Nuts (which are mostly fat) and granola bars probably contain enough calories, but the problem is that they take time and energy to break down into a usable form of energy (glucose). 

Hope this helps,
Jenny


----------



## JillyF (Jun 26, 2013)

In the morning I usually make a big egg white omelet with avocado, spinach, and cheese. Then I will have a piece of wheat toast with it as well. That keeps me filled for hours so during the ride i just drink a lot of water or sports drink. After the ride i will snack on almonds and walnuts with some crasins.


----------



## Oh My Sack! (Aug 21, 2006)

I'm in love with my month old NutriBullet. Great pre and post ride NutriBlasts and it really helps to keep up with balanced nutrition, especially for someone that forgets to eat their veggies and fruits regularly.


----------



## mountainbikeblogger (Feb 14, 2011)

What about a bottle of Sam Adams Boston Lager or a bottle of Guinness?? That should do the trick!!


----------



## TiGeo (Jul 31, 2008)

Burritos.


----------



## catsruletn (Dec 7, 2013)

For longer rides I start with oatmeal for breakfast about 2-3 hrs before the start.
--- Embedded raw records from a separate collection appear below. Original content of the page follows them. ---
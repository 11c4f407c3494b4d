//! Remote state snapshots
//!
//! Before a bucket's lifecycle configuration is overwritten, the current
//! remote document is written to a timestamped JSON file so an operator can
//! restore it by hand. Snapshots are best-effort: the engine logs a warning
//! and proceeds when one cannot be written.

use std::env;
use std::fs;
use std::path::{Path, PathBuf};

use chrono::Utc;
use lifecycle_policy::PolicyDocument;

use crate::error::Result;

/// Writes pre-update snapshots of remote configurations.
#[derive(Debug, Clone)]
pub struct BackupManager {
    dir: PathBuf,
}

impl BackupManager {
    pub fn new(dir: impl Into<PathBuf>) -> Self {
        Self { dir: dir.into() }
    }

    /// Manager writing into the OS temporary directory.
    pub fn in_temp_dir() -> Self {
        Self::new(env::temp_dir())
    }

    pub fn dir(&self) -> &Path {
        &self.dir
    }

    /// Snapshot `policy` as `lifecycle-backup-{bucket}-{YYYYmmdd-HHMMSS}.json`
    /// under the manager's directory, creating it if needed. Returns the
    /// path of the written file.
    pub fn write_snapshot(&self, bucket: &str, policy: &PolicyDocument) -> Result<PathBuf> {
        fs::create_dir_all(&self.dir)?;

        let stamp = Utc::now().format("%Y%m%d-%H%M%S");
        let path = self
            .dir
            .join(format!("lifecycle-backup-{bucket}-{stamp}.json"));
        let content = serde_json::to_string_pretty(policy.as_value())?;
        fs::write(&path, content)?;

        Ok(path)
    }
}

#[cfg(test)]
mod tests {
    use super::*;
    use serde_json::json;
    use tempfile::tempdir;

    fn sample() -> PolicyDocument {
        PolicyDocument::from_value(json!({
            "Rules": [{"ID": "expire", "Status": "Enabled", "Expiration": {"Days": 30}}]
        }))
        .unwrap()
    }

    #[test]
    fn snapshot_lands_in_the_backup_dir_with_bucket_in_the_name() {
        let dir = tempdir().unwrap();
        let manager = BackupManager::new(dir.path());

        let path = manager.write_snapshot("my-bucket", &sample()).unwrap();

        assert_eq!(path.parent(), Some(dir.path()));
        let name = path.file_name().unwrap().to_str().unwrap();
        assert!(name.starts_with("lifecycle-backup-my-bucket-"));
        assert!(name.ends_with(".json"));
    }

    #[test]
    fn snapshot_content_parses_back_to_the_policy() {
        let dir = tempdir().unwrap();
        let manager = BackupManager::new(dir.path());
        let policy = sample();

        let path = manager.write_snapshot("b", &policy).unwrap();
        let written: serde_json::Value =
            serde_json::from_str(&fs::read_to_string(path).unwrap()).unwrap();

        assert_eq!(&written, policy.as_value());
    }

    #[test]
    fn missing_backup_dir_is_created() {
        let dir = tempdir().unwrap();
        let nested = dir.path().join("backups/lifecycle");
        let manager = BackupManager::new(&nested);

        manager.write_snapshot("b", &sample()).unwrap();
        assert!(nested.is_dir());
    }
}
If I have time I do steel cut oats but if not I do a quicker cooking version (just never instant which in my opinion shouldn't even be called oatmeal). Then I have a peanut butter sandwich right before the ride. No jelly for me - it's way too sweet for me. Then during the ride is where things get tricky for me. I have stomach issues so I have found out the hard way that solid foods are a struggle so I have had better luck with liquid or semi liquids like gels. For liquid calories I have been having good luck so far with e-fuel powder drink mix. It's not real sweet (I don't like sweet stuff) and then I load up on gels like crazy. I get sick of them during long rides but they keep my stomach from rebelling so that's what counts.


----------



## tomfs (Feb 6, 2014)

Oatmeal with a ripe banana 2 or 3 hours before. I take hammer stuff with me, and pace myself for longer rides. I don't race or train but try and ride 2 to 3 days a week if planning on a long ride.


----------



## Zoo1424 (Jul 20, 2010)

Before a long ride I go with 5 pieces of bacon, two pieces of toast, a hash brown, oatmeal and maybe some corned beef hash. I eat that about two hours before I'm on the bike and I'm good other than a couple of Gu packets and maybe a granola bar during the ride.


----------



## targnik (Jan 11, 2014)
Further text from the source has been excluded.